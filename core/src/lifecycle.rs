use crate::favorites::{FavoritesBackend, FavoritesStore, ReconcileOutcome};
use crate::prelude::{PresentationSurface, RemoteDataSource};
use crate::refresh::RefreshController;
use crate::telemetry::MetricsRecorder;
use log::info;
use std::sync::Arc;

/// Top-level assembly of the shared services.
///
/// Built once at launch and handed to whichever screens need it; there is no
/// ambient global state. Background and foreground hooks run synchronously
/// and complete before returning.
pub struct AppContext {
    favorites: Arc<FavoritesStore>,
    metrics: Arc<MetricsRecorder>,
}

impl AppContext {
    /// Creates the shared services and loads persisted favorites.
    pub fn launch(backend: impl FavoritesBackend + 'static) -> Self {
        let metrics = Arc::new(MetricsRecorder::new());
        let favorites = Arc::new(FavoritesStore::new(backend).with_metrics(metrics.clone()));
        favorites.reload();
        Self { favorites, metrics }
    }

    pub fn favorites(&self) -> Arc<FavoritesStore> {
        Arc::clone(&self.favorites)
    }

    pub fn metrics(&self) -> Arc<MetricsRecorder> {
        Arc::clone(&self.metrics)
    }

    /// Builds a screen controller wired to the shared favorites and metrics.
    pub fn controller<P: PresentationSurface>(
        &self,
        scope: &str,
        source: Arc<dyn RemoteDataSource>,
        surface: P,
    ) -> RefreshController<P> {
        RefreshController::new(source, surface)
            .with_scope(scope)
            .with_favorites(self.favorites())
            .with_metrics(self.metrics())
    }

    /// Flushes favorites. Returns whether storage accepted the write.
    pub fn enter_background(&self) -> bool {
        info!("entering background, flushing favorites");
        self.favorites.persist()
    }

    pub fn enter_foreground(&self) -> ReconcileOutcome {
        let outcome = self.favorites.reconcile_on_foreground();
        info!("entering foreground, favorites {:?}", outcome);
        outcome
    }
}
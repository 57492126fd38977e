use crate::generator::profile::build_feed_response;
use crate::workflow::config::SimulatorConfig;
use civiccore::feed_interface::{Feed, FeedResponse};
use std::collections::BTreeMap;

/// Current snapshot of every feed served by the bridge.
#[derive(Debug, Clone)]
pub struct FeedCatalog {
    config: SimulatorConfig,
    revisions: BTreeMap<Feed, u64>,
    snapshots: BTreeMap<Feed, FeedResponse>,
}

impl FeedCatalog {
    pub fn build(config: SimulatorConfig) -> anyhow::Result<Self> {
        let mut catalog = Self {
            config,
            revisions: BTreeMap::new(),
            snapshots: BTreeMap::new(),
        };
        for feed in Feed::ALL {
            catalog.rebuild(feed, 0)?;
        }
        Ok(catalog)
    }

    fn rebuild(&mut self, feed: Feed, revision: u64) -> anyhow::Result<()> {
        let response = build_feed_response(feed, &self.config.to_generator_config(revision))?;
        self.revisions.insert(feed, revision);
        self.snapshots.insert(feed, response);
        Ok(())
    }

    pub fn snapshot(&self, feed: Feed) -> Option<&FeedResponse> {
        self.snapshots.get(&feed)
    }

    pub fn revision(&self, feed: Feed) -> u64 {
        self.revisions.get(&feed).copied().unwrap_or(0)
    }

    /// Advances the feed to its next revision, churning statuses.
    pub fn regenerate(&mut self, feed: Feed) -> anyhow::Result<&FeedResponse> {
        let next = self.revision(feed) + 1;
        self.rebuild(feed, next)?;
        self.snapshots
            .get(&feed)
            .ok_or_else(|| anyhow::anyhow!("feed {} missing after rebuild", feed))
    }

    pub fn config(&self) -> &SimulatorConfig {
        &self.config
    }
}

● ● ● ● ●

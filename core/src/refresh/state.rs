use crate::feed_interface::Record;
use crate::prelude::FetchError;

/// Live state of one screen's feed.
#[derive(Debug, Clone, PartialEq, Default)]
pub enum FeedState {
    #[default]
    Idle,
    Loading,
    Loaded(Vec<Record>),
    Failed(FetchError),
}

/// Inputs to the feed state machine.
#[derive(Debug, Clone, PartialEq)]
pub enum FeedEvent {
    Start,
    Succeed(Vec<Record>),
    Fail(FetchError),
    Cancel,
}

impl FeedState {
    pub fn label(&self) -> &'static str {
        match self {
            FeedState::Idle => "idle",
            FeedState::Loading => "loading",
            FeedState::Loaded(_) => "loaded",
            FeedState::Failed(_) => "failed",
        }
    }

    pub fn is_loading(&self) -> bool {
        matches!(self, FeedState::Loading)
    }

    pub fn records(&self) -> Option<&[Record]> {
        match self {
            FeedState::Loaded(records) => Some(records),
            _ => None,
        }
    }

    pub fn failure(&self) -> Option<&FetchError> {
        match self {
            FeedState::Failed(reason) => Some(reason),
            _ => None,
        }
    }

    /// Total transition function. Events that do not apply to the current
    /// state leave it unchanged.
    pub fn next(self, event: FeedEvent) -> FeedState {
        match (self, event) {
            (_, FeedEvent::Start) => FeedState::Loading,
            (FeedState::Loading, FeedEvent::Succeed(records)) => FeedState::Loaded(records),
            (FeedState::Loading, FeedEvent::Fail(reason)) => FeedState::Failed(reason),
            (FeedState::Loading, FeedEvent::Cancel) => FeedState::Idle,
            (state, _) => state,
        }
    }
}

● ● ● ● ●

**Task requirements:**
Bring together all lines from the listing that contain the word "Option".

**Solution to this task:**
    pub fn snapshot(&self, feed: Feed) -> Option<&FeedResponse> {
    pub fn records(&self) -> Option<&[Record]> {
    pub fn failure(&self) -> Option<&FetchError> {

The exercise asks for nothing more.